52.Or, il est constant et non contesté par les défenderesses qu'au cours de la période du 16 au 31 mars 2020, les programmes de six des chaînes payantes du groupe Canal +, ramenés à ceux des seules chaînes Canal + et Canal + séries à compter du 21 mars, ont été diffusés en clair auprès des abonnés aux box télévision des FAI, soit un public ne se limitant pas à celui des seuls abonnés aux services de cinéma payants, ce que confirment les propos de M. [J] qui, en sa qualité de président du directoire et Directeur général de la société Groupe Canal + et non en celle de président de la société Canal plus, a annoncé lui-même le lancement de l'opération de " mise en clair " par un message d'information posté le 16 mars 2020 sur son compte twitter " Canal + passe en clair sur toutes les box. Et pour nos abonnés nous ouvrons l'accès à toutes nos chaînes Cinéma, séries, Jeunesse et Documentaires. Prenez soin de vous ", ajoutant dans un entretien accordé au journal Le Point le 11 juin 2020 " Le 1er jour j'ai reçu des dizaines de messages de la profession pour me féliciter. (…) je suis très fier de cette opération.
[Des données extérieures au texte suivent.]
use thiserror::Error;

use crate::C;

/// Errors raised while intersecting a ray with an [`Ellipsoid`](crate::Ellipsoid)
/// or one of its iso-surfaces.
#[derive(Debug, Clone, Copy, PartialEq, Error)]
#[allow(missing_docs, clippy::module_name_repetitions)]
pub enum GeometryError {
    #[error("line of sight does not reach ground")]
    LineOfSightDoesNotReachGround,
    #[error("line of sight never crosses latitude {latitude_degrees}")]
    LineOfSightNeverCrossesLatitude { latitude_degrees: C },
    #[error("line of sight never crosses longitude")]
    LineOfSightNeverCrossesLongitude,
    #[error("line of sight never crosses altitude")]
    LineOfSightNeverCrossesAltitude,
}
/// Dense, uniformly stepped cache of body→inertial and spacecraft→inertial
/// transforms, Hermite-interpolated between grid points (spec §4.5).
///
/// Built once from sampled ephemeris/attitude or a propagator callback, then
/// queried many times at the per-line/per-pixel rate by `rugged-sensor` and
/// the `rugged` façade.
pub struct SpacecraftToBody {
    min_date: DateTime<Utc>,
    max_date: DateTime<Utc>,
    step: f64,
    tolerance: f64,
    inertial_frame: InertialFrameId,
    body_frame: BodyFrameId,
    body_to_inertial: Vec<TimeStampedTransform>,
    sc_to_inertial: Vec<TimeStampedTransform>,
}

/// On-disk representation of a [`SpacecraftToBody`] dump (spec §4.5/§6).
#[derive(Serialize, Deserialize)]
struct Dump {
    min_date: DateTime<Utc>,
    max_date: DateTime<Utc>,
    step: f64,
    tolerance: f64,
    inertial_frame: InertialFrameId,
    body_frame: BodyFrameId,
    body_to_inertial: Vec<DumpTransform>,
    sc_to_inertial: Vec<DumpTransform>,
}

#[derive(Serialize, Deserialize)]
struct DumpTransform {
    date: DateTime<Utc>,
    rotation: [f64; 4],
    translation: [f64; 3],
    velocity: [f64; 3],
    acceleration: [f64; 3],
    rotation_rate: [f64; 3],
    rotation_acceleration: [f64; 3],
}

impl DumpTransform {
    fn from_transform(t: &TimeStampedTransform) -> Self {
        let coords = t.rotation().into_inner().coords;
        Self {
            date: t.date(),
            rotation: [coords[3], coords[0], coords[1], coords[2]],
            translation: t.translation().into(),
            velocity: t.velocity().into(),
            acceleration: t.acceleration().into(),
            rotation_rate: t.rotation_rate().into(),
            rotation_acceleration: t.rotation_acceleration().into(),
        }
    }

    fn into_transform(self) -> TimeStampedTransform {
        let [w, i, j, k] = self.rotation;
        let rotation = nalgebra::UnitQuaternion::from_quaternion(nalgebra::Quaternion::new(w, i, j, k));
        TimeStampedTransform::new(
            self.date,
            rotation,
            Vector3::from(self.translation),
            Vector3::from(self.velocity),
            Vector3::from(self.acceleration),
            Vector3::from(self.rotation_rate),
            Vector3::from(self.rotation_acceleration),
        )
    }
}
Mon seul regret est de ne pas avoir prévenu le CSA ". Il s'en déduit que la société Groupe Canal + a pris part, aux côtés de la société Canal plus, dans les agissements fautifs qui leur sont reprochés par les demanderesses. Il est en outre établi que l'opération de mise en clair annoncée par [S] [J] a été relayée par les FAI auprès de leurs abonnés en ces termes " Profitez de @canalplus en clair sur la TV d'Orange, accessible à tous dès maintenant " ; " Si vous souhaitez profiter des chaînes de Canal + en clair sur votre Red box… ". Enfin, les demanderesses établissent qu'au cours de la période incriminée, les sociétés du Groupe Canal + n'ont pas non plus respecté, en diffusant en clair leurs programmes, l'interdiction faite aux services de télévision en clair édictée à l'article 10 du décret du 17 janvier 1990 de diffuser des films cinématographiques " 1° Le mercredi soir, à l'exception des oeuvres d'art et d'essai diffusées après 22 h 30 ; 2° Le vendredi soir, à l'exception des oeuvres d'art et d'essai diffusées après 22 h 30 ; 3° Le samedi ; 4° Le dimanche avant 20 h 30 " : il ressort d'un procès-verbal de constat dressé le 28 mars 2020, que le film " Sang froid " a été diffusé un samedi à 13h20.
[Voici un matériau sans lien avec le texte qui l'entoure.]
use crate::{error::DemError, store::CellStore, sample::Sample};

/// A rectangular DEM raster tile: a regular lat/lon grid of elevation
/// samples.
///
/// `(0, 0)` is the south-west corner; row index increases northward, column
/// index increases eastward. This matches how a `TileUpdater` naturally
/// fills a tile cell by cell from its own raster's origin convention.
pub struct Tile {
    min_lat: f64,
    min_lon: f64,
    lat_step: f64,
    lon_step: f64,
    rows: usize,
    cols: usize,
    min_elevation: f64,
    max_elevation: f64,
    samples: CellStore,
}

/// Where a query (lat, lon) falls relative to a tile's interpolable
/// interior (spec §3).
#[derive(Debug, Clone, Copy, PartialEq, Eq)]
pub enum TileLocation {
    /// Strictly inside rows `[0, R-2]` and columns `[0, C-2]`: bilinear
    /// interpolation can proceed without consulting a neighbor tile.
    HasInterpolationNeighbors,
    /// North of the tile's interior, within its column range.
    North,
    /// South of the tile's interior, within its column range.
    South,
    /// East of the tile's interior, within its row range.
    East,
    /// West of the tile's interior, within its row range.
    West,
    /// North-east of the tile's interior, outside both axes.
    NorthEast,
    /// North-west of the tile's interior, outside both axes.
    NorthWest,
    /// South-east of the tile's interior, outside both axes.
    SouthEast,
    /// South-west of the tile's interior, outside both axes.
    SouthWest,
}

impl Tile {
    /// Builds a tile from a populated [`CellStore`].
    ///
    /// # Panics
    ///
    /// Panics if `rows < 2`, `cols < 2`, `lat_step <= 0`, `lon_step <= 0`, or
    /// `samples` does not hold exactly `rows * cols` cells.
    pub fn new(
        min_lat: f64,
        min_lon: f64,
        lat_step: f64,
        lon_step: f64,
        rows: usize,
        cols: usize,
        samples: CellStore,
    ) -> Self {
        assert!(rows >= 2 && cols >= 2, "tile must be at least 2x2 cells");
        assert!(lat_step > 0.0 && lon_step > 0.0, "tile steps must be positive");
        assert_eq!(samples.len(), rows * cols, "sample count must equal rows * cols");
        let (min_elevation, max_elevation) = samples.min_max();
        Self {
            min_lat,
            min_lon,
            lat_step,
            lon_step,
            rows,
            cols,
            min_elevation,
            max_elevation,
            samples,
        }
    }

    /// Tile's minimum (south-most) latitude, radians.
    pub fn min_lat(&self) -> f64 {
        self.min_lat
    }

    /// Tile's minimum (west-most) longitude, radians.
    pub fn min_lon(&self) -> f64 {
        self.min_lon
    }

    /// Tile's maximum (north-most) latitude, radians.
    pub fn max_lat(&self) -> f64 {
        self.min_lat + (self.rows - 1) as f64 * self.lat_step
    }

    /// Tile's maximum (east-most) longitude, radians.
    pub fn max_lon(&self) -> f64 {
        self.min_lon + (self.cols - 1) as f64 * self.lon_step
    }

    /// Spacing between adjacent rows, radians.
    pub fn lat_step(&self) -> f64 {
        self.lat_step
    }

    /// Spacing between adjacent columns, radians.
    pub fn lon_step(&self) -> f64 {
        self.lon_step
    }

    /// Number of rows (latitude samples).
    pub fn rows(&self) -> usize {
        self.rows
    }

    /// Number of columns (longitude samples).
    pub fn cols(&self) -> usize {
        self.cols
    }

    /// Lowest elevation sample in this tile.
    pub fn min_elevation(&self) -> f64 {
        self.min_elevation
    }

    /// Highest elevation sample in this tile.
    pub fn max_elevation(&self) -> f64 {
        self.max_elevation
    }

    /// Returns and iterator over every cell in the tile.
    pub fn iter(&self) -> impl Iterator<Item = Sample<'_>> + '_ {
        (0..self.rows * self.cols).map(|index| Sample::new(self, index))
    }

    /// Latitude of row `i`'s sample centers, radians.
    pub fn lat_of(&self, i: usize) -> f64 {
        self.min_lat + i as f64 * self.lat_step
    }

    /// Longitude of column `j`'s sample centers, radians.
    pub fn lon_of(&self, j: usize) -> f64 {
        self.min_lon + j as f64 * self.lon_step
    }

    /// Returns `floor((lat - minLat) / latStep)`, which may be negative or
    /// `>= rows` when `lat` lies outside the tile.
    pub fn latitude_index(&self, lat: f64) -> isize {
        ((lat - self.min_lat) / self.lat_step).floor() as isize
    }

    /// Returns `floor((lon - minLon) / lonStep)`, which may be negative or
    /// `>= cols` when `lon` lies outside the tile.
    pub fn longitude_index(&self, lon: f64) -> isize {
        ((lon - self.min_lon) / self.lon_step).floor() as isize
    }

    /// Returns whether `(lat, lon)` falls within this tile's outer bounds
    /// (not necessarily its interpolable interior; see [`location`](Self::location)).
    pub fn contains(&self, lat: f64, lon: f64) -> bool {
        lat >= self.min_lat() && lat <= self.max_lat() && lon >= self.min_lon() && lon <= self.max_lon()
    }

    /// Classifies a query (lat, lon) relative to this tile's interior.
    pub fn location(&self, lat: f64, lon: f64) -> TileLocation {
        let i = self.latitude_index(lat);
        let j = self.longitude_index(lon);
        let interior_i = i >= 0 && (i as usize) <= self.rows.saturating_sub(2);
        let interior_j = j >= 0 && (j as usize) <= self.cols.saturating_sub(2);

        match (interior_i, interior_j) {
            (true, true) => TileLocation::HasInterpolationNeighbors,
            (false, true) => {
                if i < 0 {
                    TileLocation::South
                } else {
                    TileLocation::North
                }
            }
            (true, false) => {
                if j < 0 {
                    TileLocation::West
                } else {
                    TileLocation::East
                }
            }
            (false, false) => match (i < 0, j < 0) {
                (true, true) => TileLocation::SouthWest,
                (true, false) => TileLocation::SouthEast,
                (false, true) => TileLocation::NorthWest,
                (false, false) => TileLocation::NorthEast,
            },
        }
    }

    /// Raw row-major index for cell `(i, j)`.
    pub(crate) fn linear_index(&self, i: usize, j: usize) -> usize {
        i * self.cols + j
    }

    /// Elevation at raw cell `(i, j)`. Panics if out of bounds.
    pub fn get(&self, i: usize, j: usize) -> f64 {
        let idx = self.linear_index(i, j);
        self.samples.get_unchecked(idx)
    }

    /// Bilinearly interpolates the terrain height at `(lat, lon)`.
    ///
    /// `u` runs along the latitude axis, `v` along longitude, matching
    /// z(lat, lon) = (1-u)(1-v) e00 + u(1-v) e10 + (1-u)v e01 + uv e11.
    pub fn interpolate_elevation(&self, lat: f64, lon: f64) -> Result<f64, DemError> {
        let i = self.latitude_index(lat);
        let j = self.longitude_index(lon);
        if i < 0 || j < 0 || i as usize > self.rows - 2 || j as usize > self.cols - 2 {
            return Err(DemError::OutOfTileIndices {
                lat_index: i,
                lon_index: j,
                rows: self.rows,
                cols: self.cols,
            });
        }
        let (i, j) = (i as usize, j as usize);
        let u = (lat - self.lat_of(i)) / self.lat_step;
        let v = (lon - self.lon_of(j)) / self.lon_step;

        let e00 = self.get(i, j);
        let e10 = self.get(i + 1, j);
        let e01 = self.get(i, j + 1);
        let e11 = self.get(i + 1, j + 1);

        Ok((1.0 - u) * (1.0 - v) * e00 + u * (1.0 - v) * e10 + (1.0 - u) * v * e01 + u * v * e11)
    }
}

#[cfg(test)]
mod tests {
    use super::*;
    use approx::assert_abs_diff_eq;

    fn flat_tile() -> Tile {
        let samples: Vec<f64> = vec![10.0, 10.0, 10.0, 20.0, 20.0, 20.0, 30.0, 30.0, 30.0];
        Tile::new(0.0, 0.0, 1.0, 1.0, 3, 3, CellStore::new(samples.into_boxed_slice()))
    }

    #[test]
    fn interior_query_interpolates_to_corner_value() {
        let tile = flat_tile();
        let z = tile.interpolate_elevation(1.0, 1.0).unwrap();
        assert_abs_diff_eq!(z, 20.0, epsilon = 1e-12);
    }

    #[test]
    fn out_of_tile_query_fails() {
        let tile = flat_tile();
        assert!(tile.interpolate_elevation(5.0, 5.0).is_err());
    }

    #[test]
    fn location_classifies_corner() {
        let tile = flat_tile();
        assert_eq!(tile.location(1.0, 1.0), TileLocation::HasInterpolationNeighbors);
        assert_eq!(tile.location(-1.0, 1.0), TileLocation::South);
        assert_eq!(tile.location(5.0, 5.0), TileLocation::NorthEast);
    }
}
53.Il résulte suffisamment de ces éléments que tout en n'hésitant pas, par ailleurs, à fustiger " les comportements opportunistes " dans un courriel du 28 juin 2023 adressé notamment au CNC dans le cadre des discussions sur l'aménagement de l'accord en vigueur sur la chronologie des médias et à soutenir le projet de lettre interprétative issu de ces discussions qui soulignait que " c'est la connaissance, par un diffuseur, de son positionnement exact dans la chronologie des médias par rapport aux autres diffuseurs qui détermine le montant qu'il est prêt à consentir pour acquérir les droits d'exploitation d'une œuvre donnée ", la société Canal plus ainsi que la société Groupe Canal + ont violé de manière délibérée la règlementation qui leur est applicable, issue du décret du 17 janvier 1990 et de l'arrêté du 25 janvier 2019 portant extension de l'accord pour le réaménagement de la chronologie des médias qui leur font obligation de diffuser auprès de leurs seuls abonnés aux services spécifiques de cinéma payant, et qui s'inscrit dans un écosystème commun à l'ensemble des services télévisuels dont les droits et obligations sont déclinés en fonction des particularités de chacun d'entre eux, l'absence de procédure disciplinaire engagée par l'ARCOM ne permettant pas d'en déduire, comme le font pourtant les défenderesses, l'absence de violation de ladite réglementation, sauf à priver les diffuseurs victimes de leur droit à obtenir réparation de leur préjudice.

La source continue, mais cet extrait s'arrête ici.